Upon my arrival at the Margitsziget main stage, I was greeted by two slightly traumatic events: the intense smell of onion and a loud group of slightly drunkish and obviously sunburned Brits. The two sensory attacks then united with said Brits consuming the source of the onion stench, namely the kenyérlángos which later proved to be the only meagre source of possible sustenance in the festival area. (For those not familiar with kenyérlángos, I suggest to keep away from it, but otherwise it might be described as a pointless Hungarian version of pizza, where the classic Italian topping is replaced with local delicacies such as bacon, sour cream and, yep, onion. With the accidental touch of garlic sauce, to spice things up a bit more.)

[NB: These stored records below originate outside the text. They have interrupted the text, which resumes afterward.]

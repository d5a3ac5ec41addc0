//! Progress reporting and cancellation support.
//!
//! This module provides [`ProgressCallback`] for monitoring conversion
//! progress, [`CancellationToken`] for cooperative cancellation, and
//! [`ProgressEvent`] for the snapshot delivered on every frame.
//!
//! Callbacks are invoked synchronously on the conversion worker thread. A
//! consumer that updates UI state must marshal the event back to its own
//! thread; the crate never does that crossing itself.
//!
//! # Example
//!
//! ```no_run
//! use std::sync::Arc;
//!
//! use dicomconvert::{ConversionJob, JobController, ProgressEvent};
//!
//! let mut controller = JobController::extraction(dicomconvert::DicomFileOpener);
//! let manifest = controller.start(
//!     ConversionJob::extract_frames("cine.dcm", "tmpframe"),
//!     Arc::new(|event: &ProgressEvent| println!("{:.1}%", event.percent)),
//! )?;
//! let outcome = controller.wait();
//! # Ok::<(), dicomconvert::ConvertError>(())
//! ```

use std::sync::{
    Arc,
    atomic::{AtomicBool, Ordering},
};
use std::time::{Duration, Instant};

/// The kind of operation currently in progress.
#[derive(Debug, Clone, Copy, PartialEq, Eq)]
#[non_exhaustive]
pub enum OperationType {
    /// Rendering frames of a multi-frame source to still images.
    FrameExtraction,
    /// Assembling rendered frames into a video file.
    VideoAssembly,
}

/// A snapshot of conversion progress.
#[derive(Debug, Clone)]
pub struct ProgressEvent {
    /// What kind of work is being performed.
    pub operation: OperationType,
    /// How many frames have been processed so far (successful or not).
    pub current: u64,
    /// Total frames expected for the job.
    pub total: u64,
    /// Completion percentage (0.0 – 100.0).
    pub percent: f32,
    /// The percentage delivered with the previous event.
    pub last_percent: f32,
    /// Wall-clock time elapsed since the operation started.
    pub elapsed: Duration,
}

/// Trait for receiving progress updates during a conversion.
///
/// Implementations must be [`Send`] and [`Sync`] because they are invoked
/// from the job's worker thread.
///
/// Progress callbacks are **infallible**: they observe but cannot halt the
/// job. Use [`CancellationToken`] (or [`JobController::stop`](crate::JobController::stop))
/// to stop a conversion.
pub trait ProgressCallback: Send + Sync {
    /// Called after every processed frame and once more at the end of a job.
    fn on_progress(&self, event: &ProgressEvent);
}

impl<F> ProgressCallback for F
where
    F: Fn(&ProgressEvent) + Send + Sync,
{
    fn on_progress(&self, event: &ProgressEvent) {
        self(event)
    }
}

/// A callback that discards all progress notifications.
#[derive(Debug, Clone, Copy, Default)]
pub struct NoOpProgress;

impl ProgressCallback for NoOpProgress {
    fn on_progress(&self, _event: &ProgressEvent) {}
}

/// Cooperative cancellation token backed by an [`AtomicBool`].
///
/// Clone this token and share it between threads; call
/// [`cancel`](CancellationToken::cancel) from any thread to request
/// cancellation. Conversion loops check
/// [`is_cancelled`](CancellationToken::is_cancelled) before each frame.
///
/// # Example
///
/// ```
/// use dicomconvert::CancellationToken;
///
/// let token = CancellationToken::new();
/// assert!(!token.is_cancelled());
///
/// token.cancel();
/// assert!(token.is_cancelled());
/// ```
#[derive(Debug, Clone)]
pub struct CancellationToken {
    cancelled: Arc<AtomicBool>,
}

impl CancellationToken {
    /// Create a new, non-cancelled token.
    pub fn new() -> Self {
        Self {
            cancelled: Arc::new(AtomicBool::new(false)),
        }
    }

    /// Request cancellation.
    ///
    /// All clones of this token will observe the cancellation.
    pub fn cancel(&self) {
        self.cancelled.store(true, Ordering::Release);
    }

    /// Check whether cancellation has been requested.
    pub fn is_cancelled(&self) -> bool {
        self.cancelled.load(Ordering::Acquire)
    }
}

impl Default for CancellationToken {
    fn default() -> Self {
        Self::new()
    }
}

/// Tracks percent accounting for one job and emits callbacks.
///
/// Reported percentages never decrease and never exceed 100.
pub(crate) struct ProgressTracker {
    callback: Arc<dyn ProgressCallback>,
    operation: OperationType,
    total: u64,
    current: u64,
    percent: f32,
    last_percent: f32,
    start_time: Instant,
}

impl ProgressTracker {
    pub(crate) fn new(
        callback: Arc<dyn ProgressCallback>,
        operation: OperationType,
        total: u64,
    ) -> Self {
        Self {
            callback,
            operation,
            total,
            current: 0,
            percent: 0.0,
            last_percent: 0.0,
            start_time: Instant::now(),
        }
    }

    /// Record one processed frame and report an absolute percentage.
    pub(crate) fn advance_to(&mut self, percent: f32) {
        self.current += 1;
        self.report(percent);
    }

    /// Record one processed frame and add `step` to the running percentage.
    pub(crate) fn advance_by(&mut self, step: f32) {
        self.current += 1;
        let next = self.percent + step;
        self.report(next);
    }

    /// Unconditionally emit the terminal 100% event.
    pub(crate) fn finish(&mut self) {
        self.report(100.0);
    }

    fn report(&mut self, percent: f32) {
        self.last_percent = self.percent;
        self.percent = percent.clamp(self.percent, 100.0);

        let event = ProgressEvent {
            operation: self.operation,
            current: self.current,
            total: self.total,
            percent: self.percent,
            last_percent: self.last_percent,
            elapsed: self.start_time.elapsed(),
        };

        self.callback.on_progress(&event);
    }
}

#[cfg(test)]
mod tests {
    use std::sync::Mutex;

    use super::*;

    fn recording_tracker(total: u64) -> (ProgressTracker, Arc<Mutex<Vec<ProgressEvent>>>) {
        let events = Arc::new(Mutex::new(Vec::new()));
        let sink = Arc::clone(&events);
        let tracker = ProgressTracker::new(
            Arc::new(move |event: &ProgressEvent| sink.lock().unwrap().push(event.clone())),
            OperationType::FrameExtraction,
            total,
        );
        (tracker, events)
    }

    #[test]
    fn additive_steps_are_capped_at_one_hundred() {
        let (mut tracker, events) = recording_tracker(3);
        for _ in 0..4 {
            tracker.advance_by(40.0);
        }

        let events = events.lock().unwrap();
        let percents: Vec<f32> = events.iter().map(|e| e.percent).collect();
        assert_eq!(percents, vec![40.0, 80.0, 100.0, 100.0]);
        assert_eq!(events[2].last_percent, 80.0);
    }

    #[test]
    fn absolute_reports_never_move_backwards() {
        let (mut tracker, events) = recording_tracker(2);
        tracker.advance_to(60.0);
        tracker.advance_to(30.0);

        let events = events.lock().unwrap();
        assert_eq!(events[1].percent, 60.0);
        assert_eq!(events[1].current, 2);
    }

    #[test]
    fn finish_reports_exactly_one_hundred() {
        let (mut tracker, events) = recording_tracker(10);
        tracker.advance_to(10.0);
        tracker.finish();

        let events = events.lock().unwrap();
        let last = events.last().unwrap();
        assert_eq!(last.percent, 100.0);
        assert_eq!(last.last_percent, 10.0);
        assert_eq!(last.current, 1);
    }
}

While I was trying to figure out whether a can of popular Dutch beer with a star on it would kill me (the answer is it almost did), I was also delving deep into the matter of why almost everyone around me is British. And then, totally sobered up by the ghastly taste of the above (not) mentioned beer, I realized that they’re there for Katy B. For Katy B always struck me as a totally British acquired taste. I am generally weak minded enough to adore NME’s much hyped bands, and Katy B constantly gets rave reviews from them. But although listening pretty carefully to both her albums, I could never really grow to like them. I guess the menacing mists of the channel stops Brits from really enjoying eurodisco and us from getting overboard about the island’s dance music.
This being said, I can’t really complain about the concert itself. I can even go as far as saying that I got to appreciate some of her tunes and must admit that they work very well live. It always helps when the artist seems genuinely delighted about the whole thing and Katy tried hard to get the crowd into the mood as well, which she mostly succeeded, though the time slot was a bit early-ish for partying. Okay, I know, to some no time slot is early/late for partying, so that’s not a completely valid reason, nor is the rain, which must have reminded the Brits of one of the lovelier days at Glasto. But when I finally made it home that night, I felt the definite urge to play those Katy B records that were gathering virtual dust in the virtual back of my music library. Which can only be a good sign, and not only virtually.